Note: GP = Games played; Mins = Minutes played; W = Wins; L = Losses; OTL = Overtime losses; SOL = Shootout losses; SO = Shutouts; GAA = Goals against average; SV% = Save percentage

| Player | Team | GP | Mins | W | L | OTL | SOL | SO | SV% | GAA |
|---|---|---|---|---|---|---|---|---|---|---|
| Jack Solomon | Austin Bruins | 30 | 1720 | 24 | 5 | 0 | 0 | 6 | .934 | 1.85 |
| Leo Gabriel | Lone Star Brahmas | 28 | 1597 | 20 | 5 | 1 | 2 | 3 | .912 | 1.92 |
| Michael Modelski | El Paso Rhinos | 31 | 1848 | 21 | 6 | 1 | 2 | 2 | .939 | 2.05 |
| Ryan Denes | Maryland Black Bears | 33 | 1909 | 27 | 2 | 2 | 1 | 7 | .909 | 2.07 |
| Ryan Gerlich | Minnesota Wilderness | 26 | 1539 | 19 | 4 | 1 | 2 | 6 | .924 | 2.11 |

==Robertson Cup Playoffs==
===Format===
The third place team plays the sixth place team and the fourth place team plays the fifth place team in best-of-three division quarterfinal series in the East and South Division, with the winners being re-seeded third and fourth.
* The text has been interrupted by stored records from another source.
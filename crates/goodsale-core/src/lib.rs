//! Core catalog model shared by the feed reader, storage, search and sync crates.

use std::collections::BTreeMap;

use serde::{Deserialize, Serialize};
use uuid::Uuid;

pub const CRATE_NAME: &str = "goodsale-core";

/// Marketplace key stamped on every record produced from the XML feed.
pub const FEED_MARKETPLACE_ID: i32 = 1;

/// Upper bound on `ProductRecord::similar_ids`.
pub const MAX_SIMILAR: usize = 5;

/// Number of category levels flattened into dedicated breadcrumb columns.
const BREADCRUMB_LEVELS: usize = 3;

/// Flattened category path attached to a record.
#[derive(Debug, Clone, Default, PartialEq, Eq, Serialize, Deserialize)]
pub struct Breadcrumb {
    pub l1: Option<String>,
    pub l2: Option<String>,
    pub l3: Option<String>,
    /// `/`-joined levels beyond the third, `None` when the path is three levels or shorter.
    pub remaining: Option<String>,
}

impl Breadcrumb {
    pub fn from_path(path: &[String]) -> Self {
        let level = |i: usize| path.get(i).cloned();
        let remaining = if path.len() > BREADCRUMB_LEVELS {
            Some(path[BREADCRUMB_LEVELS..].join("/"))
        } else {
            None
        };
        Self {
            l1: level(0),
            l2: level(1),
            l3: level(2),
            remaining,
        }
    }

    pub fn is_empty(&self) -> bool {
        self.l1.is_none()
    }
}

/// Canonical persisted representation of one feed offer.
#[derive(Debug, Clone, PartialEq, Serialize, Deserialize)]
pub struct ProductRecord {
    pub uid: Option<Uuid>,
    pub marketplace_id: i32,
    pub source_id: i64,
    pub title: Option<String>,
    pub description: Option<String>,
    pub brand: Option<String>,
    pub seller_id: Option<i64>,
    pub seller_name: Option<String>,
    pub image_url: Option<String>,
    pub category_id: i64,
    pub breadcrumb: Breadcrumb,
    pub features: BTreeMap<String, String>,
    pub price_before: Option<f64>,
    pub price_after: Option<f64>,
    pub discount_pct: Option<f64>,
    pub currency: Option<String>,
    pub barcode: Option<String>,
    pub similar_ids: Vec<Uuid>,
}

impl ProductRecord {
    /// New feed record with a freshly assigned uid and no enrichment.
    pub fn new(source_id: i64, category_id: i64) -> Self {
        Self {
            uid: Some(Uuid::new_v4()),
            marketplace_id: FEED_MARKETPLACE_ID,
            source_id,
            title: None,
            description: None,
            brand: None,
            seller_id: None,
            seller_name: None,
            image_url: None,
            category_id,
            breadcrumb: Breadcrumb::default(),
            features: BTreeMap::new(),
            price_before: None,
            price_after: None,
            discount_pct: None,
            currency: None,
            barcode: None,
            similar_ids: Vec::new(),
        }
    }

    /// Set both prices and recompute the derived discount.
    pub fn set_prices(&mut self, price_before: Option<f64>, price_after: Option<f64>) {
        self.price_before = price_before;
        self.price_after = price_after;
        self.discount_pct = discount_pct(price_before, price_after);
    }
}

/// Percentage markdown from `before` to `after`; defined only when both are present and `before > 0`.
pub fn discount_pct(before: Option<f64>, after: Option<f64>) -> Option<f64> {
    match (before, after) {
        (Some(before), Some(after)) if before > 0.0 => Some((before - after) / before * 100.0),
        _ => None,
    }
}

/// Drop `own` from a ranked candidate list and keep at most [`MAX_SIMILAR`] ids.
pub fn similar_from_candidates(own: Uuid, candidates: impl IntoIterator<Item = Uuid>) -> Vec<Uuid> {
    candidates
        .into_iter()
        .filter(|id| *id != own)
        .take(MAX_SIMILAR)
        .collect()
}

/// One row of an enrichment commit.
#[derive(Debug, Clone, PartialEq, Eq, Serialize, Deserialize)]
pub struct SimilarityUpdate {
    pub uid: Uuid,
    pub similar_ids: Vec<Uuid>,
}
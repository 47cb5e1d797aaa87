use std::collections::HashMap;
use std::sync::Arc;

use anyhow::{Context, Result};
use goodsale_core::{similar_from_candidates, ProductRecord, SimilarityUpdate};
use goodsale_search::SearchIndex;
use goodsale_storage::RecordStore;
use serde::Serialize;
use tokio::sync::Semaphore;
use tokio::task::JoinSet;
use tracing::{debug, error, info, info_span, warn, Instrument};
use uuid::Uuid;

/// Terminal state of one record's similarity lookup.
#[derive(Debug, Clone, PartialEq)]
pub enum MatchOutcome {
    Enriched(SimilarityUpdate),
    Skipped { source_id: i64 },
    Failed { uid: Uuid, error: String },
}

#[derive(Debug, Clone, Copy, Default, PartialEq, Eq, Serialize)]
pub struct MatchSummary {
    pub pages: usize,
    /// Records whose similar ids were committed.
    pub enriched: usize,
    pub skipped: usize,
    pub failed: usize,
    /// Records that were matched but whose page commit was rolled back.
    pub commit_failed: usize,
    /// Pages whose commit was rolled back.
    pub failed_pages: usize,
    /// Pages that could not be read from the store.
    pub unread_pages: usize,
}

/// Enriches every stored record with its nearest neighbours from the search index.
///
/// Pages are read in primary-key order. Within a page at most `concurrency_limit`
/// queries are outstanding, and the page's results are committed in one
/// transaction before the next page is read.
pub struct SimilarityMatcher {
    store: Arc<dyn RecordStore>,
    index: Arc<dyn SearchIndex>,
    permits: Arc<Semaphore>,
}

impl SimilarityMatcher {
    pub fn new(
        store: Arc<dyn RecordStore>,
        index: Arc<dyn SearchIndex>,
        concurrency_limit: usize,
    ) -> Self {
        Self {
            store,
            index,
            permits: Arc::new(Semaphore::new(concurrency_limit.max(1))),
        }
    }

    pub async fn process_all(&self, batch_size: usize) -> Result<MatchSummary> {
        let batch_size = batch_size.max(1) as u64;
        let total = self.store.count().await.context("counting stored records")?;
        info!(total, batch_size, "similarity matching started");

        let mut summary = MatchSummary::default();
        let mut offset = 0u64;
        while offset < total {
            let page = summary.pages;
            summary.pages += 1;
            self.process_page(offset, batch_size, &mut summary)
                .instrument(info_span!("match_page", page, offset))
                .await?;
            offset += batch_size;
        }

        info!(
            pages = summary.pages,
            enriched = summary.enriched,
            skipped = summary.skipped,
            failed = summary.failed,
            commit_failed = summary.commit_failed,
            failed_pages = summary.failed_pages,
            unread_pages = summary.unread_pages,
            "similarity matching finished"
        );
        Ok(summary)
    }

    async fn process_page(&self, offset: u64, limit: u64, summary: &mut MatchSummary) -> Result<()> {
        let records = match self.store.scan(offset, limit).await {
            Ok(records) => records,
            Err(err) => {
                error!(error = %err, "could not read page, leaving it unenriched");
                summary.unread_pages += 1;
                return Ok(());
            }
        };

        let mut updates = Vec::with_capacity(records.len());
        for outcome in self.query_page(records).await? {
            match outcome {
                MatchOutcome::Enriched(update) => updates.push(update),
                MatchOutcome::Skipped { .. } => summary.skipped += 1,
                MatchOutcome::Failed { .. } => summary.failed += 1,
            }
        }

        if updates.is_empty() {
            debug!("nothing to commit");
            return Ok(());
        }
        match self.store.update_similarity(&updates).await {
            Ok(()) => {
                debug!(records = updates.len(), "page committed");
                summary.enriched += updates.len();
            }
            Err(err) => {
                error!(records = updates.len(), error = %err, "page commit failed, rolled back");
                summary.commit_failed += updates.len();
                summary.failed_pages += 1;
            }
        }
        Ok(())
    }

    /// Queries every record of the page and waits for all of them.
    pub(crate) async fn query_page(&self, records: Vec<ProductRecord>) -> Result<Vec<MatchOutcome>> {
        let mut outcomes = Vec::with_capacity(records.len());
        let mut tasks = JoinSet::new();
        let mut in_flight = HashMap::new();

        for record in records {
            let Some(uid) = record.uid else {
                warn!(source_id = record.source_id, "record without uid, skipping");
                outcomes.push(MatchOutcome::Skipped {
                    source_id: record.source_id,
                });
                continue;
            };
            let permit = self
                .permits
                .clone()
                .acquire_owned()
                .await
                .context("similarity permits closed")?;
            let index = self.index.clone();
            let handle = tasks.spawn(
                async move {
                    let outcome = match_one(index.as_ref(), uid).await;
                    drop(permit);
                    outcome
                }
                .in_current_span(),
            );
            in_flight.insert(handle.id(), uid);
        }

        while let Some(joined) = tasks.join_next_with_id().await {
            match joined {
                Ok((_, outcome)) => outcomes.push(outcome),
                Err(err) => {
                    let uid = in_flight.get(&err.id()).copied().unwrap_or_default();
                    error!(%uid, error = %err, "similarity task aborted");
                    outcomes.push(MatchOutcome::Failed {
                        uid,
                        error: err.to_string(),
                    });
                }
            }
        }
        Ok(outcomes)
    }
}

async fn match_one(index: &dyn SearchIndex, uid: Uuid) -> MatchOutcome {
    match index.find_similar(uid).await {
        Ok(candidates) => {
            let similar_ids = similar_from_candidates(uid, candidates);
            debug!(%uid, similar = similar_ids.len(), "similar records found");
            MatchOutcome::Enriched(SimilarityUpdate { uid, similar_ids })
        }
        Err(err) => {
            error!(%uid, error = %err, "similarity query failed");
            MatchOutcome::Failed {
                uid,
                error: err.to_string(),
            }
        }
    }
}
In the other divisions the top four teams in each division qualify for the playoffs. The first place team plays the fourth place team and the second place team plays the third place team in a best-of-five series over two weekends. The division semifinal winners meet in a best-of-five series over two weekends. The division winners advance to the Robertson Cup tournament. The event will be held at the Fogerty Arena in Blaine, Minnesota in May 15–19, 2026. The teams are seeded 1 to 4 and are paired off 1 vs 4 and 2 vs 3 in best-of-three series. The semifinal winners meet in a single championship game on May 19.